I've been thinking about writing this post for a long time, and putting it off again and again because it's impossible to know where to start. But the need to write it has built up so much within my heart that for better or for worse I just need to get it out.
Two years ago today my stepfather passed away. It's too long and complicated and personal of a story to ever go into it in any detail, but one day in February two years ago Robert disappeared into Istanbul on route to Mumbai. So much went into finding him and bringing him home, but for reasons that no one will ever really know the truth of, he never came home and his life ended there in Istanbul.
I used to consider myself a pretty tough person, but on that day I lost not only a stepfather I cared about so much, but most of what I ever understood about life and the way of things. Everything changed completely, my relationships with family and friends shifted or vanished altogether, and I lost any sense of being anchored.
I would love to be able to write clearly about grief, how I got through it and made peace with it but I can't. Losing a loved one is incredibly hard, but suicide? How do you even begin to process that.
I'm not qualified to give advice to anyone who is afraid for their own life or for the life of another. But I can talk about my own experience with it and what I've come to understand from my own perspective. In the past two years this is what I've learned about how to ask for help and why it is so important that you do.
When a loved one commits suicide, the damage extends far beyond that one life that is so brutally extinguished. And what they leave behind are individuals who are unable to deal with their own grief, pain, guilt and anger. Even two years later I often find myself feeling an overwhelming sense of isolation and I just can't bring myself to reach out to anyone, because no one knows how to talk about it, least of all myself. There are no answers with suicide. There's no making it ok, and it is so hard to make peace with it because I will never understand.
When you make the choice to commit suicide, it's not just your own life that you're taking, you take a part of others' too. Those who love you most will never be the same again. Suicide doesn't end pain, it spreads it. It is not the answer you are looking for, it is not the solution you think it is.
So, no matter how heavy life weighs on you, no matter what has happened that you cannot stand to live with another moment, there is still something you can do for some relief: tell the world you need help, and then ask for it.

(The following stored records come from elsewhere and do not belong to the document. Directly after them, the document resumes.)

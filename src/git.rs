//! Git checkouts: detection, status probing, and remote synchronization.
//!
//! All state comes from shelling out to git. Each informational query runs
//! under its own short timeout and fails independently; a failed query only
//! turns its own [`RepoStatus`] field into [`Probed::Unavailable`].

use std::path::{Path, PathBuf};
use std::time::Duration;

use chrono::NaiveDate;

use crate::model::{AheadBehind, LastCommit, Probed, RepoStatus};
use crate::shell_exec::{Cmd, CommandError};

pub mod error;
pub mod status;
pub mod url;

pub use error::{GitError, SyncError};
pub use status::{ChangeCounts, WorkingTreeStatus, parse_porcelain};

/// Entry whose presence directly under a directory makes it a checkout.
pub const METADATA_MARKER: &str = ".git";

pub const QUERY_TIMEOUT: Duration = Duration::from_secs(5);
pub const FETCH_TIMEOUT: Duration = Duration::from_secs(30);

/// How git is invoked.
#[derive(Debug, Clone, PartialEq, Eq)]
pub struct ProbeSettings {
    pub program: String,
    pub query_timeout: Duration,
    pub fetch_timeout: Duration,
}

impl Default for ProbeSettings {
    fn default() -> Self {
        Self {
            program: "git".to_string(),
            query_timeout: QUERY_TIMEOUT,
            fetch_timeout: FETCH_TIMEOUT,
        }
    }
}

/// Whether `path` has version-control metadata directly under it.
///
/// A `.git` file counts too (linked worktrees, submodules).
pub fn is_checkout(path: &Path) -> bool {
    path.join(METADATA_MARKER).exists()
}

/// Git command context for one checkout.
#[derive(Debug, Clone)]
pub struct Repository {
    path: PathBuf,
    settings: ProbeSettings,
}

impl Repository {
    pub fn at(path: impl Into<PathBuf>, settings: ProbeSettings) -> Self {
        Self {
            path: path.into(),
            settings,
        }
    }

    pub fn path(&self) -> &Path {
        &self.path
    }

    /// Run git in this checkout and return its stdout (trailing whitespace
    /// trimmed).
    pub fn run_command(&self, args: &[&str], timeout: Duration) -> Result<String, CommandError> {
        Cmd::new(&self.settings.program)
            .args(args.iter().copied())
            .current_dir(&self.path)
            .context(self.path.display().to_string())
            // Stable, English messages: "No such remote" is matched below.
            .env("LC_ALL", "C")
            // A credential prompt would otherwise sit until the timeout.
            .env("GIT_TERMINAL_PROMPT", "0")
            .timeout(timeout)
            .run()
    }

    fn query(&self, args: &[&str]) -> Result<String, GitError> {
        Ok(self.run_command(args, self.settings.query_timeout)?)
    }

    /// Current branch, or `None` on a detached HEAD.
    pub fn current_branch(&self) -> Result<Option<String>, GitError> {
        let stdout = self.query(&["branch", "--show-current"])?;
        let branch = stdout.trim();
        Ok((!branch.is_empty()).then(|| branch.to_string()))
    }

    pub fn last_commit(&self) -> Result<LastCommit, GitError> {
        let stdout = self.query(&["log", "-1", "--format=%h - %s"])?;
        LastCommit::parse(&stdout).ok_or_else(|| GitError::Parse("empty commit line".into()))
    }

    pub fn last_commit_date(&self) -> Result<NaiveDate, GitError> {
        let stdout = self.query(&["log", "-1", "--format=%cd", "--date=short"])?;
        let date = stdout.trim();
        NaiveDate::parse_from_str(date, "%Y-%m-%d")
            .map_err(|e| GitError::Parse(format!("commit date {date:?}: {e}")))
    }

    pub fn working_tree_status(&self) -> Result<WorkingTreeStatus, GitError> {
        let stdout = self.query(&["status", "--porcelain"])?;
        Ok(parse_porcelain(&stdout))
    }

    /// URL of `origin`, or `None` when there is no such remote.
    pub fn remote_url(&self) -> Result<Option<String>, GitError> {
        match self.query(&["remote", "get-url", "origin"]) {
            Ok(url) => {
                let url = url.trim();
                Ok((!url.is_empty()).then(|| url.to_string()))
            }
            Err(GitError::Command(CommandError::NonZeroExit { stderr, .. }))
                if stderr.contains("No such remote") =>
            {
                Ok(None)
            }
            Err(e) => Err(e),
        }
    }

    fn count_commits(&self, range: &str) -> Result<u32, GitError> {
        let stdout = self.query(&["rev-list", "--count", range])?;
        let count = stdout.trim();
        count
            .parse()
            .map_err(|e| GitError::Parse(format!("commit count {count:?}: {e}")))
    }

    /// Commits ahead of and behind `HEAD@{upstream}`.
    ///
    /// Fails without a configured upstream. The behind query is only issued
    /// once the ahead query has succeeded.
    pub fn ahead_behind(&self) -> Result<AheadBehind, GitError> {
        let ahead = self.count_commits("HEAD@{upstream}..HEAD")?;
        let behind = self.count_commits("HEAD..HEAD@{upstream}")?;
        Ok(AheadBehind { ahead, behind })
    }

    /// `git fetch --all` under the fetch timeout.
    pub fn fetch_all(&self) -> Result<(), CommandError> {
        self.run_command(&["fetch", "--all"], self.settings.fetch_timeout)
            .map(|_| ())
    }
}

/// Outcome of [`RepoProbe::classify`].
#[derive(Debug, Clone, PartialEq, Eq)]
pub enum Classification {
    NotACheckout,
    Checkout(RepoStatus),
}

/// Classifies directories and snapshots checkout status.
#[derive(Debug, Clone, Default)]
pub struct RepoProbe {
    settings: ProbeSettings,
}

impl RepoProbe {
    pub fn new(settings: ProbeSettings) -> Self {
        Self { settings }
    }

    pub fn repository(&self, path: &Path) -> Repository {
        Repository::at(path, self.settings.clone())
    }

    /// Decide whether `path` is a checkout and, if so, probe its status.
    ///
    /// No subprocess runs for a directory without the metadata marker.
    pub fn classify(&self, path: &Path) -> Classification {
        if !is_checkout(path) {
            return Classification::NotACheckout;
        }
        Classification::Checkout(self.status(path))
    }

    /// Probe every status field of a checkout. Never fails as a whole.
    pub fn status(&self, path: &Path) -> RepoStatus {
        let repo = self.repository(path);
        RepoStatus {
            branch: probed(path, "branch", repo.current_branch()),
            last_commit: probed(path, "last commit", repo.last_commit()),
            last_commit_date: probed(path, "last commit date", repo.last_commit_date()),
            working_tree: probed(path, "working tree", repo.working_tree_status()),
            remote_url: probed(path, "remote url", repo.remote_url()),
            ahead_behind: probed(path, "ahead/behind", repo.ahead_behind()),
        }
    }

    /// Fetch all remotes of the checkout at `path`.
    ///
    /// Only the checkout's own git metadata changes; callers must re-probe to
    /// see new status.
    pub fn synchronize(&self, path: &Path) -> Result<(), SyncError> {
        if !is_checkout(path) {
            return Err(SyncError::ToolFailure(format!(
                "not a git repository: {}",
                path.display()
            )));
        }
        self.repository(path).fetch_all().map_err(SyncError::from)
    }
}

fn probed<T>(path: &Path, field: &str, result: Result<T, GitError>) -> Probed<T> {
    match result {
        Ok(value) => Probed::Value(value),
        Err(e) => {
            log::debug!("{} unavailable for {}: {}", field, path.display(), e);
            Probed::Unavailable
        }
    }
}
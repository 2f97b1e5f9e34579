//! Git remote URL parsing.
//!
//! The table shows a remote by its repository name, so all we need from a
//! URL is its final path segment.

/// Parsed git remote URL.
///
/// # Supported URL formats
///
/// - `https://<host>/<namespace>/<repo>.git` (also `http://`, `git://`)
/// - `ssh://[user@]<host>[:port]/<namespace>/<repo>.git`
/// - `[user@]<host>:<namespace>/<repo>.git` (scp-like)
/// - `file:///path/to/repo.git` and plain local paths
#[derive(Debug, Clone, PartialEq, Eq)]
pub struct RemoteUrl {
    repo: String,
}

impl RemoteUrl {
    /// Returns `None` when no repository segment can be found.
    pub fn parse(url: &str) -> Option<Self> {
        let url = url.trim();
        if url.is_empty() {
            return None;
        }

        // Strip the scheme and authority; a bare host has no repository.
        let path = if let Some((scheme, rest)) = url.split_once("://") {
            match scheme {
                "file" => rest,
                _ => rest.split_once('/')?.1,
            }
        } else if let Some((_, path)) = scp_like(url) {
            path
        } else {
            url
        };

        let path = path.trim_end_matches(['/', '\\']);
        let last = match path.rfind(['/', '\\']) {
            Some(idx) => &path[idx + 1..],
            None => path,
        };
        let repo = last.strip_suffix(".git").unwrap_or(last);
        if repo.is_empty() {
            return None;
        }

        Some(Self {
            repo: repo.to_string(),
        })
    }

    /// The repository name without `.git`.
    pub fn repo(&self) -> &str {
        &self.repo
    }
}

/// `user@host:path` form. A single drive letter (`C:\...`) is a local path.
fn scp_like(url: &str) -> Option<(&str, &str)> {
    let (authority, path) = url.split_once(':')?;
    if authority.contains('/') || authority.contains('\\') || authority.len() < 2 {
        return None;
    }
    Some((authority, path))
}

/// Repository name for display, falling back to the raw URL.
pub fn display_name(url: &str) -> String {
    RemoteUrl::parse(url)
        .map(|u| u.repo)
        .unwrap_or_else(|| url.to_string())
}
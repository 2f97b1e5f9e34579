//! Explorer configuration.
//!
//! Sources, lowest priority first: built-in defaults, the TOML config file,
//! `REPO_EXPLORER_*` environment variables, then command-line flags.
//!
//! ```toml
//! default-repository-path = "~/src"
//! max-scan-depth = 4
//! fetch-timeout-seconds = 60
//! ```

use std::path::{Path, PathBuf};
use std::time::Duration;

use config::{Case, Config, ConfigError, Environment, File, FileFormat};
use etcetera::base_strategy::{BaseStrategy, choose_base_strategy};
use serde::{Deserialize, Serialize};

use crate::git::ProbeSettings;
use crate::scan::DEFAULT_MAX_DEPTH;

/// Prefix of the environment variables read as configuration.
pub const ENV_PREFIX: &str = "REPO_EXPLORER";

/// Environment variable naming the config file.
pub const CONFIG_PATH_ENV: &str = "REPO_EXPLORER_CONFIG_PATH";

#[derive(Debug, Clone, PartialEq, Eq, Serialize, Deserialize)]
#[serde(default, rename_all = "kebab-case")]
pub struct ExplorerConfig {
    /// Root scanned when no path is given. Defaults to the home directory.
    #[serde(skip_serializing_if = "Option::is_none")]
    pub default_repository_path: Option<String>,
    pub max_scan_depth: usize,
    pub fetch_timeout_seconds: u64,
    pub query_timeout_seconds: u64,
    pub git_program: String,
    pub app_name: String,
}

impl Default for ExplorerConfig {
    fn default() -> Self {
        Self {
            default_repository_path: None,
            max_scan_depth: DEFAULT_MAX_DEPTH,
            fetch_timeout_seconds: crate::git::FETCH_TIMEOUT.as_secs(),
            query_timeout_seconds: crate::git::QUERY_TIMEOUT.as_secs(),
            git_program: "git".to_string(),
            app_name: "Git Repo Explorer".to_string(),
        }
    }
}

/// Values given on the command line; they win over every other source.
#[derive(Debug, Clone, Default)]
pub struct CliOverrides {
    pub max_scan_depth: Option<usize>,
    pub fetch_timeout_seconds: Option<u64>,
}

impl ExplorerConfig {
    /// Load the effective configuration from `path` (if it exists), the
    /// process environment, and `overrides`.
    pub fn load(path: Option<&Path>, overrides: &CliOverrides) -> Result<Self, ConfigError> {
        Self::load_with_env(path, None, overrides)
    }

    /// Like [`ExplorerConfig::load`], reading environment variables from
    /// `env` instead of the process environment when given.
    pub fn load_with_env(
        path: Option<&Path>,
        env: Option<config::Map<String, String>>,
        overrides: &CliOverrides,
    ) -> Result<Self, ConfigError> {
        let mut builder = Config::builder();

        if let Some(path) = path {
            log::debug!("Reading config from {}", path.display());
            builder = builder.add_source(
                File::from(path)
                    .format(FileFormat::Toml)
                    .required(false),
            );
        }

        builder = builder
            .add_source(
                Environment::with_prefix(ENV_PREFIX)
                    .try_parsing(true)
                    .convert_case(Case::Kebab)
                    .source(env),
            )
            .set_override_option(
                "max-scan-depth",
                cli_value("max-scan-depth", overrides.max_scan_depth)?,
            )?
            .set_override_option(
                "fetch-timeout-seconds",
                cli_value("fetch-timeout-seconds", overrides.fetch_timeout_seconds)?,
            )?;

        let config: ExplorerConfig = builder.build()?.try_deserialize()?;
        config.validate()?;
        Ok(config)
    }

    fn validate(&self) -> Result<(), ConfigError> {
        if self.git_program.trim().is_empty() {
            return Err(ConfigError::Message("git-program cannot be empty".into()));
        }
        if self.fetch_timeout_seconds == 0 {
            return Err(ConfigError::Message(
                "fetch-timeout-seconds must be at least 1".into(),
            ));
        }
        if self.query_timeout_seconds == 0 {
            return Err(ConfigError::Message(
                "query-timeout-seconds must be at least 1".into(),
            ));
        }
        Ok(())
    }

    /// Directory to scan when none is given: `default-repository-path` with
    /// `~` and `$VAR` expanded, else the home directory.
    pub fn root_path(&self) -> Option<PathBuf> {
        match &self.default_repository_path {
            Some(raw) => {
                let expanded = shellexpand::full(raw)
                    .map(|s| s.into_owned())
                    .unwrap_or_else(|e| {
                        log::warn!("Could not expand {raw}: {e}");
                        raw.clone()
                    });
                Some(PathBuf::from(expanded))
            }
            None => home::home_dir(),
        }
    }

    pub fn probe_settings(&self) -> ProbeSettings {
        ProbeSettings {
            program: self.git_program.clone(),
            query_timeout: Duration::from_secs(self.query_timeout_seconds),
            fetch_timeout: Duration::from_secs(self.fetch_timeout_seconds),
        }
    }

    /// The configuration as TOML, for `config show`.
    pub fn to_toml(&self) -> Result<String, ConfigError> {
        toml::to_string_pretty(self)
            .map_err(|e| ConfigError::Message(format!("Serialization error: {e}")))
    }
}

/// A command-line value as a config integer. Out-of-range values are an
/// error rather than falling through to the file or environment.
fn cli_value<T>(key: &str, value: Option<T>) -> Result<Option<i64>, ConfigError>
where
    T: TryInto<i64> + Copy + std::fmt::Display,
{
    value
        .map(|v| {
            v.try_into()
                .map_err(|_| ConfigError::Message(format!("{key} is out of range: {v}")))
        })
        .transpose()
}

/// Path of the config file.
///
/// Priority:
/// 1. `--config` flag
/// 2. `REPO_EXPLORER_CONFIG_PATH`
/// 3. `repo-explorer/config.toml` under the platform config directory
pub fn config_path(cli: Option<&Path>) -> Option<PathBuf> {
    resolve_config_path(cli, std::env::var_os(CONFIG_PATH_ENV).map(PathBuf::from))
}

fn resolve_config_path(cli: Option<&Path>, env: Option<PathBuf>) -> Option<PathBuf> {
    if let Some(path) = cli {
        return Some(path.to_path_buf());
    }
    if let Some(path) = env.filter(|p| !p.as_os_str().is_empty()) {
        return Some(path);
    }
    // XDG on Linux and macOS, %APPDATA% on Windows.
    let strategy = choose_base_strategy().ok()?;
    Some(strategy.config_dir().join("repo-explorer").join("config.toml"))
}
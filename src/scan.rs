//! Recursive discovery of checkouts under a root directory.
//!
//! At every level, checkouts come first (by name), then folders (by name),
//! each folder immediately followed by its own subtree. Folders below the top
//! level that lead to no checkout are dropped along with everything under
//! them. Hidden entries are never listed or entered, and checkouts are
//! leaves: their contents are not traversed.

use std::ffi::OsString;
use std::path::{Path, PathBuf};

use crate::git::{Classification, RepoProbe, is_checkout};
use crate::model::{RepoNode, RepoTree, TraversalWarning};

/// Default maximum scan depth.
pub const DEFAULT_MAX_DEPTH: usize = 3;

/// Scan `root` with a default [`RepoProbe`].
pub fn scan(root: &Path, max_depth: usize) -> RepoTree {
    TreeWalker::new(&RepoProbe::default(), max_depth).scan(root)
}

/// Walks a directory tree, probing every checkout it meets.
///
/// A node of depth `d` (separators in its relative path) is only emitted when
/// `d <= max_depth`, so a depth of zero still lists the top level.
pub struct TreeWalker<'a> {
    probe: &'a RepoProbe,
    max_depth: usize,
}

impl<'a> TreeWalker<'a> {
    pub fn new(probe: &'a RepoProbe, max_depth: usize) -> Self {
        Self { probe, max_depth }
    }

    /// Build a fresh tree. Blocks for the duration of every git query in the
    /// traversed subtree.
    pub fn scan(&self, root: &Path) -> RepoTree {
        log::info!(
            "Scanning {} (max depth {})",
            root.display(),
            self.max_depth
        );
        let mut nodes = Vec::new();
        let mut warnings = Vec::new();
        self.walk(root, Path::new(""), &mut nodes, &mut warnings);
        log::info!(
            "Scan of {} found {} nodes ({} warnings)",
            root.display(),
            nodes.len(),
            warnings.len()
        );
        RepoTree::new(root.to_path_buf(), nodes, warnings)
    }

    /// Append the subtree listed at `root/dir` to `out`. Returns whether any
    /// checkout was appended.
    fn walk(
        &self,
        root: &Path,
        dir: &Path,
        out: &mut Vec<RepoNode>,
        warnings: &mut Vec<TraversalWarning>,
    ) -> bool {
        // Depth of the entries listed here.
        let depth = dir.components().count();
        if depth > self.max_depth {
            return false;
        }

        let full_path = root.join(dir);
        let names = match list_subdirectories(&full_path) {
            Ok(names) => names,
            Err(err) => {
                let warning = TraversalWarning {
                    path: full_path,
                    message: err.to_string(),
                };
                log::warn!("{warning}");
                warnings.push(warning);
                return false;
            }
        };

        let (checkouts, folders): (Vec<_>, Vec<_>) = names
            .into_iter()
            .map(|name| dir.join(name))
            .partition(|relative| is_checkout(&root.join(relative)));

        let mut found = false;
        let mut folders = folders;
        for relative in checkouts {
            match self.probe.classify(&root.join(&relative)) {
                Classification::Checkout(status) => {
                    log::debug!("Found checkout {}", relative.display());
                    out.push(RepoNode::checkout(root, relative, status));
                    found = true;
                }
                // Marker vanished between listing and probing.
                Classification::NotACheckout => folders.push(relative),
            }
        }
        folders.sort();

        for relative in folders {
            let mut subtree = Vec::new();
            if self.walk(root, &relative, &mut subtree, warnings) {
                out.push(RepoNode::folder(root, relative));
                out.append(&mut subtree);
                found = true;
            } else if depth == 0 {
                out.push(RepoNode::folder(root, relative));
            }
        }

        found
    }
}

fn is_hidden(name: &OsString) -> bool {
    name.to_string_lossy().starts_with('.')
}

/// Names of the non-hidden, non-symlink subdirectories of `dir`, sorted.
fn list_subdirectories(dir: &Path) -> std::io::Result<Vec<OsString>> {
    let mut names = Vec::new();
    for entry in std::fs::read_dir(dir)? {
        let entry = match entry {
            Ok(entry) => entry,
            Err(err) => {
                log::warn!("Skipping unreadable entry in {}: {}", dir.display(), err);
                continue;
            }
        };
        let file_name = entry.file_name();
        if is_hidden(&file_name) {
            continue;
        }
        let Ok(file_type) = entry.file_type() else {
            continue;
        };
        if !file_type.is_dir() || file_type.is_symlink() {
            continue;
        }
        names.push(file_name);
    }
    names.sort();
    Ok(names)
}

/// Checks the structural invariants of a tree, returning the first violation.
///
/// Useful in tests and debug assertions; a tree produced by [`TreeWalker`]
/// always passes.
pub fn check_invariants(tree: &RepoTree) -> Result<(), String> {
    let nodes = tree.nodes();
    for (idx, node) in nodes.iter().enumerate() {
        let separators = node
            .relative_path()
            .components()
            .count()
            .saturating_sub(1);
        if node.depth() != separators {
            return Err(format!("{}: depth mismatch", node.relative_path().display()));
        }
        if node
            .relative_path()
            .components()
            .any(|c| c.as_os_str().to_string_lossy().starts_with('.'))
        {
            return Err(format!("{}: hidden entry", node.relative_path().display()));
        }

        // Descendants must directly follow the node, contiguously.
        let end = nodes[idx + 1..]
            .iter()
            .position(|n| !node.is_ancestor_of(n))
            .map_or(nodes.len(), |p| idx + 1 + p);
        if let Some(stray) = nodes[end..].iter().find(|n| node.is_ancestor_of(n)) {
            return Err(format!(
                "{}: subtree not contiguous ({} appears later)",
                node.relative_path().display(),
                stray.relative_path().display()
            ));
        }
        if nodes[..idx].iter().any(|n| node.is_ancestor_of(n)) {
            return Err(format!(
                "{}: descendant listed before it",
                node.relative_path().display()
            ));
        }

        if !node.is_checkout()
            && node.depth() >= 1
            && !nodes[idx + 1..end].iter().any(|n| n.is_checkout())
        {
            return Err(format!(
                "{}: folder without checkouts",
                node.relative_path().display()
            ));
        }
    }
    Ok(())
}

Make sure everyone knows you are not ok, and that you are in trouble. Give your loved ones the chance to rally around you and give you some protection - and then ask for help. Ask the right people. Not everyone has the answers and don't be discouraged if people try to help but get it wrong, there are systems set up and people out there who know how to get it right.
Please, if you can't do it for yourself, do it for the people who love you.
I don't mean to try and present a simple solution to a complicated problem, and I am only talking from the point of view of someone who has lost a loved one to suicide, not from the position of someone who has ever had suicidal thoughts. I just want to tell a true story about my experiences in the hope that maybe it will resonate with someone who needs it.
I had a look through my analytics and found help line numbers for some countries where I've had the most traffic from in the last few months... make use of them if you need to, please do it now. And share them with anyone you think may need help.
UK 0845 790 9090
US 1 800 273 8255
Canada 1 800 273 TALK
Australia 13 11 14
Germany 0800 111 0111
Spain 902 500 002
Netherlands 0602 222 88
France 01 46 21 46 46
Singapore 1 800 221 4444
New Zealand 095222 999 (inside Auckland) 0800543354 (outside Auckland)
Italy 800 86 00 22
Russia 007 (8202) 577 577
India 91 22 2754 6669
Finland 09 731 391
Belgium + 32 (0) 2648 4014
Sweden 020 22 00 60
Norway 815 33 300
Denmark 70 201 201
Japan 03 5774 0992
Portugal 00 351 225 50 60 70
Ireland 1800 247 247
Poland 52 70 000
Indonesia 021 500 454
Malaysia 604 2815161
Philippines 02896 9191
South Africa 0861 322 322
Argentina 902 500 002
If you can recommend any better numbers than what I've put above, please let me know. And if you have lost someone close to you through suicide and you live in the UK, I really recommend asking your doctor about bereavement counseling on the NHS.
*source for above image unknown.
A final note on comments for this post: please understand I'm not looking for sympathy, that's not what this is about. Of course opening up is hard, but my purpose in doing so is to try and dispel some of the stigma around suicide and give a first-hand account of what it's like for those left behind. And I hope that by putting it out there, I can help in some way - it's so important that we are not afraid to talk about it.
Edit :: I just wanted to add a link to Robert's obituary, because I don't want him to be remembered on here just for the way he died. He was an amazing man and I am incredibly proud of him.